You’ve may have heard of secured credit cards, but you aren’t quite sure what they are. Here are some very basic things you should know before you look for secured cards. First, you can use them much like a regular credit card. You carry the secured credit card with you, and you can use it pretty much anywhere you can use a regular credit card. You (1) make a purchase, (2) pay with your secured card, and (3) owe the lender-credit card company for the amount of the purchase, plus interest and any other charges.

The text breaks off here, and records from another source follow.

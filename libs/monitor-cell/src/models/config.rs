use std::collections::BTreeSet;

use serde::Serialize;
use serde_json::{Map, Value};

use shared_models::validation::{as_object, FieldReader, Presence};
use shared_models::{NormalizedConfig, ValidationError};

use super::monitor_type::MonitorType;
use super::probe::Probe;

/// Settings every monitor carries.
#[derive(Debug, Clone, PartialEq, Serialize)]
pub struct CommonSettings {
    pub name: String,
    #[serde(skip_serializing_if = "Option::is_none")]
    pub parent: Option<i64>,
    #[serde(skip_serializing_if = "Option::is_none")]
    pub description: Option<String>,
    pub interval: i64,
    #[serde(rename = "retryInterval")]
    pub retry_interval: i64,
    #[serde(rename = "resendInterval")]
    pub resend_interval: i64,
    pub maxretries: i64,
    #[serde(rename = "upsideDown")]
    pub upside_down: bool,
    #[serde(rename = "notificationIDList", skip_serializing_if = "Option::is_none")]
    pub notification_ids: Option<Vec<i64>>,
    pub conditions: Vec<Value>,
}

impl CommonSettings {
    fn read(r: &mut FieldReader<'_>) -> Self {
        Self {
            name: r.required_str("name"),
            parent: r.optional_int("parent", 1),
            description: r.optional_str("description"),
            interval: r.int_or("interval", 60, 1),
            retry_interval: r.int_or("retryInterval", 60, 0),
            resend_interval: r.int_or("resendInterval", 0, 0),
            maxretries: r.int_or("maxretries", 1, 0),
            upside_down: r.bool_or("upsideDown", false),
            notification_ids: read_notification_ids(r),
            conditions: r.list_or("conditions", Vec::new()),
        }
    }
}

/// Notification references form a set; duplicates collapse.
fn read_notification_ids(r: &mut FieldReader<'_>) -> Option<Vec<i64>> {
    let items = r.optional_list("notificationIDList")?;
    let mut ids = BTreeSet::new();
    for item in items {
        match item.as_i64() {
            Some(id) if id >= 1 => {
                ids.insert(id);
            }
            _ => {
                r.reject("notificationIDList", "must contain only positive integer ids");
                return None;
            }
        }
    }
    Some(ids.into_iter().collect())
}

/// A complete, validated monitor definition.
#[derive(Debug, Clone, PartialEq, Serialize)]
pub struct MonitorConfig {
    #[serde(flatten)]
    pub common: CommonSettings,
    #[serde(flatten)]
    pub probe: Probe,
}

impl MonitorConfig {
    pub fn monitor_type(&self) -> MonitorType {
        self.probe.monitor_type()
    }

    pub fn to_normalized(&self) -> Result<NormalizedConfig, ValidationError> {
        match serde_json::to_value(self) {
            Ok(Value::Object(map)) => Ok(NormalizedConfig::new(map)),
            _ => Err(ValidationError::single("body", "could not be normalized")),
        }
    }
}

/// What a payload is being validated for.
#[derive(Debug, Clone, Copy, PartialEq, Eq)]
pub enum Submission<'a> {
    Create,
    /// A partial update. `current_type` is the stored monitor's type, used
    /// when the patch does not change it. A patch that switches away from a
    /// known type must carry every key the new type requires.
    Update { current_type: Option<MonitorType> },
    /// A partial update checked against the full stored record. On a type
    /// switch, keys the new type requires may come from the stored record.
    UpdateStored { stored: &'a Map<String, Value> },
}

fn read_type(r: &mut FieldReader<'_>) -> Option<MonitorType> {
    match r.presence("type") {
        Presence::Absent => {
            if !r.is_partial() {
                r.reject("type", "is required");
            }
            None
        }
        Presence::Null => {
            r.reject("type", "is required");
            None
        }
        Presence::Value(Value::String(raw)) => {
            let parsed = MonitorType::parse(raw);
            if parsed.is_none() {
                r.reject("type", format!("unknown monitor type '{}'", raw));
            }
            parsed
        }
        Presence::Value(_) => {
            r.reject("type", "must be a string");
            None
        }
    }
}

/// Validate a monitor payload and produce the mapping to send upstream.
///
/// On create the result is the full definition with defaults applied and
/// keys outside the type's scope dropped. On update it holds only the keys
/// the client supplied that the (new or current) type accepts, with their
/// raw values and explicit nulls preserved.
pub fn validate_monitor(payload: &Value, submission: Submission<'_>) -> Result<NormalizedConfig, ValidationError> {
    let raw = as_object(payload)?;

    match submission {
        Submission::Create => {
            let mut reader = FieldReader::new(raw, false);
            let kind = read_type(&mut reader);
            let common = CommonSettings::read(&mut reader);
            let probe = kind.map(|kind| Probe::read(kind, &mut reader));
            reader.finish()?;

            match probe {
                Some(probe) => MonitorConfig { common, probe }.to_normalized(),
                None => Err(ValidationError::single("type", "is required")),
            }
        }
        Submission::Update { current_type } => validate_patch(raw, current_type, None),
        Submission::UpdateStored { stored } => {
            let current_type = stored
                .get("type")
                .and_then(Value::as_str)
                .and_then(MonitorType::parse);
            validate_patch(raw, current_type, Some(stored))
        }
    }
}

fn validate_patch(
    raw: &Map<String, Value>,
    current_type: Option<MonitorType>,
    stored: Option<&Map<String, Value>>,
) -> Result<NormalizedConfig, ValidationError> {
    let mut reader = FieldReader::new(raw, true);
    let declared = read_type(&mut reader);
    CommonSettings::read(&mut reader);
    let kind = declared.or(current_type);
    if let Some(kind) = kind {
        Probe::read(kind, &mut reader);
    }

    if let Some(new_type) = declared {
        let switching = match stored {
            Some(_) => current_type != Some(new_type),
            None => current_type.is_some_and(|current| current != new_type),
        };
        if switching {
            let message = format!("is required when changing the type to '{}'", new_type.as_str());
            reader.require_filled(new_type.required_fields(), stored, &message);
        }
    }
    reader.finish()?;

    let scope = match kind {
        Some(kind) => kind.fields(),
        None => MonitorType::all_fields(),
    };
    Ok(NormalizedConfig::new(patch_subset(raw, &scope, declared)))
}

fn patch_subset(raw: &Map<String, Value>, scope: &[&str], declared: Option<MonitorType>) -> Map<String, Value> {
    raw.iter()
        .filter(|(key, _)| scope.contains(&key.as_str()))
        .map(|(key, value)| match (key.as_str(), declared) {
            ("type", Some(kind)) => (key.clone(), Value::String(kind.as_str().to_string())),
            _ => (key.clone(), value.clone()),
        })
        .collect()
}

#[cfg(test)]
mod tests {
    use super::*;
    use serde_json::json;

    #[test]
    fn test_create_applies_common_defaults() {
        let normalized = validate_monitor(
            &json!({ "type": "http", "name": "web", "url": "https://example.com" }),
            Submission::Create,
        )
        .unwrap();

        assert_eq!(normalized.get("interval"), Some(&json!(60)));
        assert_eq!(normalized.get("retryInterval"), Some(&json!(60)));
        assert_eq!(normalized.get("resendInterval"), Some(&json!(0)));
        assert_eq!(normalized.get("maxretries"), Some(&json!(1)));
        assert_eq!(normalized.get("upsideDown"), Some(&json!(false)));
        assert_eq!(normalized.get("conditions"), Some(&json!([])));
    }

    #[test]
    fn test_notification_ids_are_deduplicated() {
        let normalized = validate_monitor(
            &json!({ "type": "group", "name": "g", "notificationIDList": [3, 1, 3] }),
            Submission::Create,
        )
        .unwrap();
        assert_eq!(normalized.get("notificationIDList"), Some(&json!([1, 3])));
    }

    #[test]
    fn test_patch_keeps_type_tag_normalized() {
        let normalized = validate_monitor(
            &json!({ "type": "PING", "hostname": "10.0.0.1" }),
            Submission::Update { current_type: None },
        )
        .unwrap();
        assert_eq!(normalized.to_value(), json!({ "type": "ping", "hostname": "10.0.0.1" }));
    }

    #[test]
    fn test_type_switch_without_stored_record_needs_new_keys() {
        let err = validate_monitor(
            &json!({ "type": "port" }),
            Submission::Update { current_type: Some(MonitorType::Http) },
        )
        .unwrap_err();
        assert_eq!(err.fields(), vec!["hostname", "port"]);
    }

    #[test]
    fn test_same_type_patch_needs_nothing_new() {
        let normalized = validate_monitor(
            &json!({ "type": "http", "name": "renamed" }),
            Submission::Update { current_type: Some(MonitorType::Http) },
        )
        .unwrap();
        assert_eq!(normalized.len(), 2);
    }
}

The big difference between a secured card and a regular, unsecured card…. You are borrowing your own money! In order to get a secured card you must first make a deposit with the lender. Most secured card lenders will put those funds in a Certificate of Deposit (“CD”). At the time you give the card issuer your deposit money, you also sign a security agreement that permits the lender to seize your deposit (CD) if you fail to pay as agreed. The lender will decide how much to lend you based on the amount you deposit. The typical arrangement: deposit $300, get $300 in credit. Most card issuers will only lend up to the amount of the deposit, while a few others will give additional credit.
The good and the bad – choose carefully.
In addition to having a credit card again, you do earn interest on your CD. That’s one good thing. Another good thing, you can rent a car. Renting one without a card is next to impossible. Finally, you are able to start building some new credit history by making small purchases and paying them off. Be aware that some of these cards will show up as secured on your credit reports, and this may reduce the positive effects of the new payment history.
In any event, don’t rush into a secured card. Look carefully at the annual/monthly fees, the interest rate, and credit limits. Even the best of secured cards has a limited utility, but the worst of them are terrible. Use with caution.